Landscape archaeology can be summed up by Nicole Branton's statement:
"the landscapes in landscape archaeology may be as small as a single household or garden or as large as an empire", and "although resource exploitation, class, and power are frequent topics of landscape archaeology, landscape approaches are concerned with spatial, not necessarily ecological or economic, relationships. While similar to settlement archaeology and ecological archaeology, landscape approaches model places and space as dynamic participants in past behavior, not merely setting (affecting human action), or artifact (affected by human action)".

The term space has commonly been used in place of cultural landscape to describe landscapes that are "produced or mediated by human behavior to elicit certain behaviors". Defined in this manner, archaeologists, such as Delle, have theorized space as composed of three components: the material, social, and cognitive. Material space is any space that is created by people either through physical means or through the establishment of definitions, descriptions and rules of what a space is reserved for and how it should be used (Delle 1998:38). Social space is what dictates a person's relationship with both others and the material space (Delle 1998:39). Social space is how one uses their material space to interact with others and navigate throughout their world. Cognitive space is how people comprehend their social and material spaces—it is how people understand the world around them and identify appropriate ways of conducting themselves in the many different environments they may occupy (Delle 1998:38-9). Alternatively, the terms constructed, conceptualized, and ideational have been used to describe: the constructed ways in which people engage with their environments, meanings and interactions people place onto specific landscapes, and imagined and emotional perspectives individuals place with their landscapes.

==Analysis of landscapes==
Many methods used to analyze archaeological sites are relevant to the analysis of landscapes. The archaeology of landscapes incorporates multiple research methods into its analysis in order to ensure that multiple sources of information are gathered; allowing for a sound interpretation of the site in question. These methods include pollen analysis, Geographic Information Systems, soil sampling, faunal analysis, ground penetrating radar, archival data (including maps and census data), and of course archaeological excavation methods. Pollen, soil, faunal, and floral analysis allows the archaeologist to understand the natural vegetation of an area, vegetation that was actively grown by area settlers, and the animal life that also lived in the area. An understanding of the plant and animal life specific to an area can lead to, for example, an analysis of the types of food available to members of the community, an understanding of the actual diet typical for a subset of a population, and site and skeletal dating. If landscape reconstruction and preservation, in particular, is a goal of an archaeological research project, pollen and soil analysis can aide in landscape archaeology to accurately interpret and reconstruct landscapes of the past (Schoenwetter pg 278).

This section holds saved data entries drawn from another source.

//! Batch orchestrator: fans prompt sequences out to concurrent drivers.

use std::fmt;
use std::sync::Arc;

use colloquy_core::{
    BatchOutcome, ChatTransport, KeyResolver, PromptSequence, RemoteLlmConfig, Result,
    StaticKeyResolver,
};
use futures_util::future::join_all;
use jiff::Timestamp;
use tracing::Instrument;
use uuid::Uuid;

use crate::driver::ConversationDriver;
use crate::executor::RequestExecutor;
use crate::gate::BackoffGate;
use crate::metrics::{BatchTelemetry, StatusReporter};

/// Tracing target for batch orchestration.
pub const TRACING_TARGET: &str = "colloquy_engine::batch";

/// Runs batches of prompt sequences against one transport.
///
/// Every call to [`run_batch`](Self::run_batch) gets its own backoff gate,
/// telemetry and status reporter. Individual conversation failures never fail the
/// batch; they show up as empty response lists.
///
/// # Examples
///
/// ```rust,ignore
/// use colloquy_engine::BatchEngine;
///
/// let engine = BatchEngine::new(config, transport)?;
/// let outcome = engine.run_batch(&sequences).await;
/// let (responses, total_cost) = outcome.into_parts();
/// ```
#[derive(Clone)]
pub struct BatchEngine {
    config: Arc<RemoteLlmConfig>,
    transport: Arc<dyn ChatTransport>,
    resolver: Arc<dyn KeyResolver>,
}

impl fmt::Debug for BatchEngine {
    fn fmt(&self, f: &mut fmt::Formatter<'_>) -> fmt::Result {
        f.debug_struct("BatchEngine")
            .field("config", &self.config)
            .finish_non_exhaustive()
    }
}

impl BatchEngine {
    /// Creates an engine after validating `config`.
    pub fn new<T>(config: RemoteLlmConfig, transport: T) -> Result<Self>
    where
        T: ChatTransport + 'static,
    {
        Self::from_shared(config, Arc::new(transport))
    }

    /// Creates an engine from an already shared transport.
    pub fn from_shared(config: RemoteLlmConfig, transport: Arc<dyn ChatTransport>) -> Result<Self> {
        config.validate()?;
        Ok(Self {
            config: Arc::new(config),
            transport,
            resolver: Arc::new(StaticKeyResolver),
        })
    }

    /// Replaces the key resolver.
    #[must_use]
    pub fn with_key_resolver<R>(mut self, resolver: R) -> Self
    where
        R: KeyResolver + 'static,
    {
        self.resolver = Arc::new(resolver);
        self
    }

    /// Replaces the key resolver with a shared one.
    #[must_use]
    pub fn with_shared_key_resolver(mut self, resolver: Arc<dyn KeyResolver>) -> Self {
        self.resolver = resolver;
        self
    }

    /// Gets the engine configuration.
    pub fn config(&self) -> &RemoteLlmConfig {
        &self.config
    }

    /// Runs every sequence concurrently and collects the results in input order.
    pub async fn run_batch(&self, sequences: &[PromptSequence]) -> BatchOutcome {
        let batch_id = Uuid::now_v7();
        let started_at = Timestamp::now();

        let Some(first) = sequences.first() else {
            tracing::info!(target: TRACING_TARGET, batch_id = %batch_id, "Empty batch");
            return BatchOutcome::new(batch_id, Vec::new(), started_at, Timestamp::now());
        };

        let expected_turns = i64::try_from(sequences.len() * first.len()).unwrap_or(i64::MAX);
        let telemetry = Arc::new(BatchTelemetry::new(expected_turns));

        tracing::info!(
            target: TRACING_TARGET,
            batch_id = %batch_id,
            sequences = sequences.len(),
            expected_turns,
            "Batch started"
        );

        let reporter = StatusReporter::spawn(
            batch_id,
            Arc::clone(&telemetry),
            self.config.status_interval(),
        );

        let executor = RequestExecutor::new(
            Arc::clone(&self.config),
            Arc::clone(&self.transport),
            Arc::clone(&self.resolver),
            BackoffGate::new(),
            Arc::clone(&telemetry),
        );
        let driver = ConversationDriver::new(&executor);

        let span = tracing::info_span!(target: TRACING_TARGET, "batch", batch_id = %batch_id);
        let runs = join_all(
            sequences
                .iter()
                .enumerate()
                .map(|(index, sequence)| driver.run(sequence, index)),
        )
        .instrument(span)
        .await;

        reporter.stop().await;

        let outcomes = runs.into_iter().map(|run| run.into_outcome()).collect();
        let outcome = BatchOutcome::new(batch_id, outcomes, started_at, Timestamp::now());

        tracing::info!(
            target: TRACING_TARGET,
            batch_id = %batch_id,
            completed = outcome.completed(),
            failed = outcome.failed(),
            total_cost = outcome.total_cost,
            input_tokens = outcome.usage().input_tokens,
            output_tokens = outcome.usage().output_tokens,
            retries = telemetry.total_retries(),
            elapsed_ms = i64::try_from(outcome.elapsed().as_millis()).unwrap_or(i64::MAX),
            "Batch finished"
        );

        outcome
    }
}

Advances in survey technology have permitted the rapid and accurate analysis of wide areas, making the process an efficient way of learning more about the historic environment. Global Positioning System, remote sensing, archaeological geophysics, Total stations and digital photography, as well as GIS, have helped reduce the time and cost involved in such work.

- Geographic Information Systems
Geographic Information Systems, commonly referred to as GIS, provides a way in which archaeologists can visually represent archaeological data, and can be done in two ways: data visualization and representative visualization. For example, researchers can create planar maps from orthophotos, then add multiple layers of historical data (such as changing topology or the locations of artificial structures) on the same map, allowing them to better see the duration and durability of past and present forms within a landscape.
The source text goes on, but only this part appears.